Our team at the International Forgiveness Institute, after much thought and discussion, centered on Belfast, Northern Ireland for four reasons: 1) There had been The Troubles across Northern Ireland, in which Irish Catholics and British Protestants were in an escalated conflict since 1972’s Bloody Sunday in Derry/Londonderry; 2) there was a signed peace accord in 1998, which reduced the conflict, but still there was a post-conflict sense of tension; 3) the two groups were English-speaking and so we would not have to start with interpreters; and 4) Ireland and Northern Ireland are two of the closest ports-of-call from the Eastern United States.
So, off my two sons and I went in July of 2002, landing first on the West Coast of the Emerald Isle and then to Belfast, where we met the esteemed Anne Gallagher, who formed Seeds of Hope to do her best to bring peace to Northern Ireland. Anne was amazing in introducing us to primary school personnel and we had the great honor to start forgiveness education in both St. Vincent de Paul Primary School and Ligoniel Primary School, both on the Ligoniel Road in Belfast.
“Forgiveness isn’t something that’s talked about with reconciliation, but it’s needed to bring closure to the pain and suffering experienced in Northern Ireland. You can’t contemplate hope unless you address despair. To heal the wounds of Northern Ireland I believe you have to see humanity in the face of the enemy. Forgiveness is a journey.”
Anne Gallagher (1953-2013)
Upon my first visit to the principal of St. Vincent de Paul School, Mr. Brian McParland, he heard our proposal for forgiveness education and agreed that this is a vital vision for Northern Ireland. He assented to having this programme pioneered in his school.

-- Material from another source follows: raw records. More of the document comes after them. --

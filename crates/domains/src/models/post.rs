use std::fmt;
use std::str::FromStr;

use serde::{Deserialize, Serialize};

use crate::errors::DomainError;

pub type PostId = u64;

/// Forum section a post belongs to. Fixed at creation.
#[derive(Debug, Clone, Copy, PartialEq, Eq, Hash, Default, Serialize, Deserialize)]
#[serde(rename_all = "lowercase")]
pub enum Section {
    Rules,
    Support,
    #[default]
    News,
}

impl Section {
    /// Tab order of the page header.
    pub const ALL: [Section; 3] = [Section::News, Section::Rules, Section::Support];

    pub fn as_str(self) -> &'static str {
        match self {
            Section::Rules => "rules",
            Section::Support => "support",
            Section::News => "news",
        }
    }
}

impl fmt::Display for Section {
    fn fmt(&self, f: &mut fmt::Formatter<'_>) -> fmt::Result {
        f.write_str(self.as_str())
    }
}

impl FromStr for Section {
    type Err = DomainError;

    fn from_str(s: &str) -> Result<Self, Self::Err> {
        match s.trim().to_ascii_lowercase().as_str() {
            "rules" => Ok(Section::Rules),
            "support" => Ok(Section::Support),
            "news" => Ok(Section::News),
            _ => Err(DomainError::Parse {
                kind: "section",
                value: s.trim().to_string(),
            }),
        }
    }
}

#[derive(Debug, Clone, Copy, PartialEq, Eq, Default, Serialize, Deserialize)]
#[serde(rename_all = "lowercase")]
pub enum PostStatus {
    #[default]
    Active,
    Banned,
}

/// The fundamental unit of the forum.
#[derive(Debug, Clone, PartialEq, Eq, Serialize, Deserialize)]
#[serde(rename_all = "camelCase")]
pub struct Post {
    pub id: PostId,
    pub title: String,
    pub content: String,
    pub author: String,
    pub section: Section,
    /// Display string, not a clock value ("2 days ago", "just now").
    pub timestamp: String,
    /// Like and comment counters are display-only; nothing increments them.
    pub likes: u32,
    pub comments: u32,
    #[serde(default)]
    pub is_pinned: bool,
    #[serde(default)]
    pub status: PostStatus,
}

/// How a new post's id is chosen.
#[derive(Debug, Clone, Copy, PartialEq, Eq, Default, Serialize, Deserialize)]
#[serde(rename_all = "snake_case")]
pub enum IdStrategy {
    /// `id = number of stored posts + 1`. Can hand out an id that is still
    /// in use once a post other than the newest has been deleted.
    #[default]
    LengthPlusOne,
    /// One more than the highest id ever stored. Never collides.
    Monotonic,
}

impl FromStr for IdStrategy {
    type Err = DomainError;

    fn from_str(s: &str) -> Result<Self, Self::Err> {
        match s.trim() {
            "length_plus_one" => Ok(IdStrategy::LengthPlusOne),
            "monotonic" => Ok(IdStrategy::Monotonic),
            other => Err(DomainError::Parse {
                kind: "id strategy",
                value: other.to_string(),
            }),
        }
    }
}
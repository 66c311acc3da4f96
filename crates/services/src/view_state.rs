//! Transient UI state of the page: tab, dialogs, draft and pending admin action.

use domains::{AdminAction, DomainError, DraftField, PostDraft, Section, Tab};
use tracing::{debug, warn};

use crate::capability::AdminCapability;

#[derive(Debug, Clone, Default)]
pub struct ViewState {
    active_tab: Tab,
    create_post_open: bool,
    admin_action: AdminAction,
    draft: PostDraft,
    is_admin: bool,
}

impl ViewState {
    pub fn new(is_admin: bool) -> Self {
        Self {
            is_admin,
            ..Self::default()
        }
    }

    // ==================== Accessors ====================

    pub fn active_tab(&self) -> Tab {
        self.active_tab
    }

    pub fn is_create_post_open(&self) -> bool {
        self.create_post_open
    }

    pub fn admin_action(&self) -> &AdminAction {
        &self.admin_action
    }

    pub fn draft(&self) -> &PostDraft {
        &self.draft
    }

    pub fn is_admin(&self) -> bool {
        self.is_admin
    }

    // ==================== Tabs ====================

    pub fn select_section(&mut self, section: Section) {
        debug!(from = %self.active_tab, to = %section, "select section");
        self.active_tab = Tab::from(section);
    }

    pub fn open_admin_panel(&mut self, _admin: &AdminCapability) {
        debug!(from = %self.active_tab, "open admin panel");
        self.active_tab = Tab::Admin;
    }

    // ==================== Create Dialog ====================

    pub fn open_create_dialog(&mut self) {
        self.create_post_open = true;
    }

    /// Closes the dialog and throws the draft away.
    pub fn close_create_dialog(&mut self) {
        self.create_post_open = false;
        self.draft = PostDraft::default();
    }

    /// Merges one field into the draft. No validation here.
    pub fn update_draft(&mut self, field: DraftField) {
        self.draft.apply(field);
    }

    // ==================== Admin Actions ====================

    /// Opens an admin dialog. Only legal from `AdminAction::None`.
    ///
    /// Requesting `AdminAction::None` behaves like [`Self::cancel_admin_action`].
    pub fn request_admin_action(
        &mut self,
        _admin: &AdminCapability,
        action: AdminAction,
    ) -> Result<(), DomainError> {
        if action.is_none() {
            self.cancel_admin_action();
            return Ok(());
        }
        if !self.admin_action.is_none() {
            let err = DomainError::AdminActionPending {
                pending: self.admin_action.kind(),
                requested: action.kind(),
            };
            warn!(%err, "admin action refused");
            return Err(err);
        }
        debug!(action = %action.kind(), "admin action requested");
        self.admin_action = action;
        Ok(())
    }

    /// Returns to `AdminAction::None`, dropping any selected post.
    pub fn cancel_admin_action(&mut self) {
        if !self.admin_action.is_none() {
            debug!(action = %self.admin_action.kind(), "admin action cleared");
        }
        self.admin_action = AdminAction::None;
    }
}
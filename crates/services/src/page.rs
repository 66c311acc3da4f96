//! # ForumPage
//!
//! One page session: owns the view state, the post store and the user
//! directory, and reports every confirmed mutation to a [`NotificationSink`].

use domains::{
    AdminAction, DomainError, DraftField, IdStrategy, Locale, NotificationSink, Post, PostId,
    Section, User, ValidDraft,
};
use tracing::{debug, info};

use crate::capability::AdminCapability;
use crate::copy::PageCopy;
use crate::post_store::PostStore;
use crate::user_directory::UserDirectory;
use crate::view_state::ViewState;

/// Session-wide switches fixed at page mount.
#[derive(Debug, Clone, Copy, PartialEq, Eq)]
pub struct PageOptions {
    pub is_admin: bool,
    pub id_strategy: IdStrategy,
    pub locale: Locale,
}

impl Default for PageOptions {
    fn default() -> Self {
        Self {
            is_admin: true,
            id_strategy: IdStrategy::default(),
            locale: Locale::default(),
        }
    }
}

/// Admin dialog a caller can ask for. Delete targets a post by id.
#[derive(Debug, Clone, Copy, PartialEq, Eq)]
pub enum AdminRequest {
    Delete(PostId),
    Ban,
    Filter,
}

/// Counters shown on the admin tab.
#[derive(Debug, Clone, PartialEq, Eq)]
pub struct PageStats {
    pub total_posts: usize,
    pub pinned_posts: usize,
    pub per_section: Vec<(Section, usize)>,
    pub users: usize,
    pub active_users: usize,
    pub banned_users: usize,
}

pub struct ForumPage<N> {
    view: ViewState,
    posts: PostStore,
    users: UserDirectory,
    sink: N,
    copy: PageCopy,
}

impl<N: NotificationSink> ForumPage<N> {
    /// Mounts the page. The admin capability is decided here, once, and
    /// handed back only when `options.is_admin` is set.
    pub fn start(
        posts: Vec<Post>,
        users: Vec<User>,
        sink: N,
        options: PageOptions,
    ) -> (Self, Option<AdminCapability>) {
        info!(
            posts = posts.len(),
            users = users.len(),
            is_admin = options.is_admin,
            id_strategy = ?options.id_strategy,
            locale = %options.locale,
            "forum page mounted"
        );
        let page = Self {
            view: ViewState::new(options.is_admin),
            posts: PostStore::new(posts, options.id_strategy),
            users: UserDirectory::new(users),
            sink,
            copy: PageCopy::for_locale(options.locale),
        };
        (page, AdminCapability::grant(options.is_admin))
    }

    // ==================== Accessors ====================

    pub fn view(&self) -> &ViewState {
        &self.view
    }

    pub fn posts(&self) -> &PostStore {
        &self.posts
    }

    pub fn users(&self) -> &UserDirectory {
        &self.users
    }

    pub fn sink(&self) -> &N {
        &self.sink
    }

    pub fn copy(&self) -> &PageCopy {
        &self.copy
    }

    /// Posts of the active tab, in store order. Empty on the admin tab.
    pub fn visible_posts(&self) -> impl Iterator<Item = &Post> + '_ {
        self.view
            .active_tab()
            .section()
            .into_iter()
            .flat_map(move |section| self.posts.filter_by_section(section))
    }

    pub fn stats(&self) -> PageStats {
        PageStats {
            total_posts: self.posts.len(),
            pinned_posts: self.posts.pinned_count(),
            per_section: Section::ALL
                .iter()
                .map(|&s| (s, self.posts.count_in(s)))
                .collect(),
            users: self.users.len(),
            active_users: self.users.active_count(),
            banned_users: self.users.banned_count(),
        }
    }

    // ==================== View Transitions ====================

    pub fn select_section(&mut self, section: Section) {
        self.view.select_section(section);
    }

    pub fn open_admin_panel(&mut self, admin: &AdminCapability) {
        self.view.open_admin_panel(admin);
    }

    pub fn open_create_dialog(&mut self) {
        self.view.open_create_dialog();
    }

    pub fn close_create_dialog(&mut self) {
        self.view.close_create_dialog();
    }

    pub fn update_draft(&mut self, field: DraftField) {
        self.view.update_draft(field);
    }

    /// Opens an admin dialog. A delete request must name a stored post.
    pub fn request_admin_action(
        &mut self,
        admin: &AdminCapability,
        request: AdminRequest,
    ) -> Result<(), DomainError> {
        let action = match request {
            AdminRequest::Delete(id) => {
                let post = self.posts.get(id).ok_or(DomainError::UnknownPost(id))?;
                AdminAction::Delete { post: post.clone() }
            }
            AdminRequest::Ban => AdminAction::Ban,
            AdminRequest::Filter => AdminAction::Filter,
        };
        self.view.request_admin_action(admin, action)
    }

    pub fn cancel_admin_action(&mut self) {
        self.view.cancel_admin_action();
    }

    // ==================== Mutations ====================

    /// Publishes the dialog's draft. A blank title or content leaves
    /// everything as it was and reports `DomainError::Validation`.
    pub fn submit_draft(&mut self, admin: &AdminCapability) -> Result<PostId, DomainError> {
        let draft = self.view.draft().validate()?;
        Ok(self.create_post(admin, draft))
    }

    /// Stores a new post at the front, closes the dialog and resets the draft.
    pub fn create_post(&mut self, _admin: &AdminCapability, draft: ValidDraft) -> PostId {
        let post = self
            .posts
            .create(draft, &self.copy.admin_author, &self.copy.just_now);
        let id = post.id;
        info!(id, section = %post.section, title = %post.title, "post created");

        self.view.close_create_dialog();
        self.sink.notify(self.copy.published_toast());
        id
    }

    /// Removes every post with `id` and closes any admin dialog. Unknown
    /// ids change nothing in the store and produce no toast.
    pub fn delete_post(&mut self, _admin: &AdminCapability, id: PostId) -> Vec<Post> {
        let removed = self.posts.delete(id);
        self.view.cancel_admin_action();
        match removed.first() {
            Some(post) => {
                info!(id, title = %post.title, count = removed.len(), "post deleted");
                self.sink.notify(self.copy.deleted_toast());
            }
            None => debug!(id, "delete ignored: no such post"),
        }
        removed
    }

    /// Deletes the post selected by a pending delete action.
    pub fn confirm_delete(&mut self, admin: &AdminCapability) -> Vec<Post> {
        match self.view.admin_action().selected_post() {
            Some(post) => {
                let id = post.id;
                self.delete_post(admin, id)
            }
            None => Vec::new(),
        }
    }

    /// Reports a ban and closes the dialog when a ban is pending. The user
    /// directory is not touched: banning is simulated on this page.
    pub fn confirm_ban(&mut self, _admin: &AdminCapability) -> bool {
        if !matches!(self.view.admin_action(), AdminAction::Ban) {
            debug!(pending = %self.view.admin_action().kind(), "ban confirm ignored");
            return false;
        }
        info!("ban confirmed (simulated)");
        self.sink.notify(self.copy.banned_toast());
        self.view.cancel_admin_action();
        true
    }

    /// Reports saved filter settings and closes the dialog when the filter
    /// dialog is open. Its controls carry no state, so nothing else changes.
    pub fn save_filter_settings(&mut self, _admin: &AdminCapability) -> bool {
        if !matches!(self.view.admin_action(), AdminAction::Filter) {
            debug!(pending = %self.view.admin_action().kind(), "filter save ignored");
            return false;
        }
        info!("filter settings saved (simulated)");
        self.sink.notify(self.copy.filters_saved_toast());
        self.view.cancel_admin_action();
        true
    }
}
use std::fmt;
use std::str::FromStr;

use serde::{Deserialize, Serialize};

use crate::errors::DomainError;
use crate::models::{Post, Section};

/// The tab currently shown. `Admin` has no posts of its own.
#[derive(Debug, Clone, Copy, PartialEq, Eq, Hash, Default, Serialize, Deserialize)]
#[serde(rename_all = "lowercase")]
pub enum Tab {
    #[default]
    News,
    Rules,
    Support,
    Admin,
}

impl Tab {
    /// The post section this tab lists, if any.
    pub fn section(self) -> Option<Section> {
        match self {
            Tab::News => Some(Section::News),
            Tab::Rules => Some(Section::Rules),
            Tab::Support => Some(Section::Support),
            Tab::Admin => None,
        }
    }

    pub fn as_str(self) -> &'static str {
        match self {
            Tab::News => "news",
            Tab::Rules => "rules",
            Tab::Support => "support",
            Tab::Admin => "admin",
        }
    }
}

impl From<Section> for Tab {
    fn from(section: Section) -> Self {
        match section {
            Section::News => Tab::News,
            Section::Rules => Tab::Rules,
            Section::Support => Tab::Support,
        }
    }
}

impl fmt::Display for Tab {
    fn fmt(&self, f: &mut fmt::Formatter<'_>) -> fmt::Result {
        f.write_str(self.as_str())
    }
}

impl FromStr for Tab {
    type Err = DomainError;

    fn from_str(s: &str) -> Result<Self, Self::Err> {
        match s.trim().to_ascii_lowercase().as_str() {
            "admin" => Ok(Tab::Admin),
            other => other
                .parse::<Section>()
                .map(Tab::from)
                .map_err(|_| DomainError::Parse {
                    kind: "tab",
                    value: s.trim().to_string(),
                }),
        }
    }
}

/// Which admin dialog is open.
///
/// The delete target is carried by the `Delete` variant itself, so a
/// selected post without a pending delete cannot be expressed.
#[derive(Debug, Clone, PartialEq, Eq, Default)]
pub enum AdminAction {
    #[default]
    None,
    Delete {
        post: Post,
    },
    Ban,
    Filter,
}

/// Payload-free tag of an [`AdminAction`], for logging and errors.
#[derive(Debug, Clone, Copy, PartialEq, Eq)]
pub enum AdminActionKind {
    None,
    Delete,
    Ban,
    Filter,
}

impl fmt::Display for AdminActionKind {
    fn fmt(&self, f: &mut fmt::Formatter<'_>) -> fmt::Result {
        f.write_str(match self {
            AdminActionKind::None => "none",
            AdminActionKind::Delete => "delete",
            AdminActionKind::Ban => "ban",
            AdminActionKind::Filter => "filter",
        })
    }
}

impl AdminAction {
    pub fn kind(&self) -> AdminActionKind {
        match self {
            AdminAction::None => AdminActionKind::None,
            AdminAction::Delete { .. } => AdminActionKind::Delete,
            AdminAction::Ban => AdminActionKind::Ban,
            AdminAction::Filter => AdminActionKind::Filter,
        }
    }

    pub fn is_none(&self) -> bool {
        matches!(self, AdminAction::None)
    }

    pub fn selected_post(&self) -> Option<&Post> {
        match self {
            AdminAction::Delete { post } => Some(post),
            _ => None,
        }
    }
}
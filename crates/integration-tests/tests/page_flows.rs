use domains::{DomainError, DraftField, IdStrategy, PostStatus, Section};
use integration_tests::{admin_page, draft, ids, post, seeded_page};
use notify_adapters::ToastLog;
use services::{AdminRequest, EventOutcome, ForumPage, PageEvent, PageOptions};

#[test]
fn filter_by_section_matches_exactly_in_order() {
    let seeded = vec![
        post(1, Section::News),
        post(2, Section::Rules),
        post(3, Section::News),
        post(4, Section::Support),
        post(5, Section::News),
    ];
    let (page, _) = ForumPage::start(
        seeded.clone(),
        Vec::new(),
        ToastLog::new(),
        PageOptions::default(),
    );

    for section in Section::ALL {
        let expected: Vec<u64> = seeded
            .iter()
            .filter(|p| p.section == section)
            .map(|p| p.id)
            .collect();
        assert_eq!(ids(page.posts().filter_by_section(section)), expected);
    }
}

#[test]
fn created_post_lands_first_with_defaults() {
    let (mut page, admin) = admin_page();
    let before = page.posts().len();

    let id = page.create_post(&admin, draft("T", "C", Section::News));

    let first = page.posts().iter().next().unwrap();
    assert_eq!(first.id, id);
    assert_eq!(id, before as u64 + 1);
    assert_eq!(first.title, "T");
    assert_eq!(first.content, "C");
    assert_eq!(first.section, Section::News);
    assert_eq!((first.likes, first.comments), (0, 0));
    assert_eq!(first.status, PostStatus::Active);
    assert!(!first.is_pinned);
}

#[test]
fn blank_drafts_never_reach_the_store() {
    let (mut page, admin) = admin_page();
    page.open_create_dialog();

    for (title, content) in [("", "C"), ("T", ""), ("  ", "C"), ("T", "\t\n")] {
        page.update_draft(DraftField::Title(title.into()));
        page.update_draft(DraftField::Content(content.into()));
        assert!(!page.view().draft().is_submittable());
        assert!(matches!(page.submit_draft(&admin), Err(DomainError::Validation(_))));
    }
    assert_eq!(page.posts().len(), 3);
    assert!(page.sink().is_empty());
}

#[test]
fn delete_existing_removes_exactly_one() {
    let (mut page, admin) = admin_page();
    let removed = page.delete_post(&admin, 2);
    assert_eq!(ids(removed.iter()), vec![2]);
    assert_eq!(page.posts().len(), 2);
    assert!(page.posts().get(2).is_none());
}

#[test]
fn delete_missing_leaves_store_unchanged() {
    let (mut page, admin) = admin_page();
    let before: Vec<_> = page.posts().iter().cloned().collect();
    assert!(page.delete_post(&admin, 404).is_empty());
    let after: Vec<_> = page.posts().iter().cloned().collect();
    assert_eq!(before, after);
}

#[test]
fn cancel_delete_restores_none_without_touching_posts() {
    let (mut page, admin) = admin_page();
    page.request_admin_action(&admin, AdminRequest::Delete(1)).unwrap();
    assert_eq!(page.view().admin_action().selected_post().map(|p| p.id), Some(1));

    page.cancel_admin_action();
    assert!(page.view().admin_action().is_none());
    assert!(page.view().admin_action().selected_post().is_none());
    assert_eq!(page.posts().len(), 3);
}

#[test]
fn patch_notes_create_then_delete_restores_seed() {
    let (mut page, admin) = admin_page();
    let seed: Vec<_> = page.posts().iter().cloned().collect();
    assert_eq!(ids(seed.iter()), vec![1, 2, 3]);

    page.open_create_dialog();
    page.update_draft(DraftField::Title("Patch notes".into()));
    page.update_draft(DraftField::Content("Fixed bugs".into()));
    page.update_draft(DraftField::Section(Section::News));
    let id = page.submit_draft(&admin).unwrap();

    assert_eq!(id, 4);
    assert_eq!(page.posts().len(), 4);
    assert_eq!(page.posts().iter().next().map(|p| p.id), Some(4));

    page.request_admin_action(&admin, AdminRequest::Delete(4)).unwrap();
    assert_eq!(ids(page.confirm_delete(&admin).iter()), vec![4]);

    let after: Vec<_> = page.posts().iter().cloned().collect();
    assert_eq!(after, seed);
    assert!(page.view().admin_action().is_none());
}

#[test]
fn visible_posts_follow_selected_section() {
    let (mut page, admin) = admin_page();
    assert_eq!(ids(page.visible_posts()), vec![2]);

    page.select_section(Section::Rules);
    assert_eq!(ids(page.visible_posts()), vec![1]);

    page.create_post(&admin, draft("Rule 2", "Be kind", Section::Rules));
    assert_eq!(ids(page.visible_posts()), vec![4, 1]);
}

#[test]
fn length_strategy_reissues_ids_after_deletes() {
    let (mut page, admin) = admin_page();
    page.delete_post(&admin, 1);
    let id = page.create_post(&admin, draft("dup", "dup", Section::Support));
    assert_eq!(id, 3);
    assert_eq!(page.posts().iter().filter(|p| p.id == 3).count(), 2);
}

#[test]
fn delete_removes_every_post_sharing_a_reissued_id() {
    let (mut page, admin) = admin_page();
    page.delete_post(&admin, 1);
    let id = page.create_post(&admin, draft("dup", "dup", Section::Support));
    assert_eq!(id, 3);
    page.sink().drain();

    let removed = page.delete_post(&admin, 3);
    assert_eq!(removed.len(), 2);
    assert!(page.posts().iter().all(|p| p.id != 3));
    assert_eq!(ids(page.posts().iter()), vec![2]);
    assert_eq!(page.sink().len(), 1);
}

#[test]
fn confirmed_delete_of_a_duplicated_id_clears_both() {
    let (mut page, admin) = admin_page();
    page.delete_post(&admin, 1);
    page.create_post(&admin, draft("dup", "dup", Section::News));

    page.request_admin_action(&admin, AdminRequest::Delete(3)).unwrap();
    let outcome = page.update(Some(&admin), PageEvent::ConfirmDelete).unwrap();
    assert_eq!(outcome, EventOutcome::Deleted(Some(3)));
    assert!(page.posts().get(3).is_none());
    assert_eq!(page.posts().len(), 1);
}

#[test]
fn monotonic_strategy_keeps_ids_unique() {
    let (mut page, admin) = seeded_page(PageOptions {
        id_strategy: IdStrategy::Monotonic,
        ..PageOptions::default()
    });
    let admin = admin.unwrap();
    page.delete_post(&admin, 1);
    let id = page.create_post(&admin, draft("fresh", "fresh", Section::Support));
    assert_eq!(id, 4);

    let mut all = ids(page.posts().iter());
    all.sort_unstable();
    all.dedup();
    assert_eq!(all.len(), page.posts().len());
}
//! Admin capability token.
//!
//! Granted once when a [`ForumPage`](crate::ForumPage) session starts, and
//! only if the session was opened with the admin flag. Admin-only
//! operations take it by reference; code without the token has no way to
//! reach them.

/// Proof that the current session belongs to an administrator.
#[derive(Debug)]
pub struct AdminCapability {
    _private: (),
}

impl AdminCapability {
    pub(crate) fn grant(is_admin: bool) -> Option<Self> {
        is_admin.then_some(Self { _private: () })
    }
}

Yet, he quickly added this: “You will not last more than 3 years here in Belfast.” I was surprised to hear that and asked, “Brian, why do you say that?” He looked at me and said, “No one lasts more than 3 years in Belfast. After that time, people grow weary, the thrill of travel wears off and they quit.” I took a deep breath and answered, “Brian, I will give you 20 years.” He looked at me with kindness, but said nothing.
Well, as I consult Siri on the Apple Watch, I see that the calendar is about to turn to the year 2022. Hold on for a minute. . . I have to do a little bit of quick math. Ahh, yes. . . it has been exactly 20 years now since my promise to Mr. McParland. Our International Forgiveness Institute has successfully implemented forgiveness education now in many schools of Belfast and surrounding communities.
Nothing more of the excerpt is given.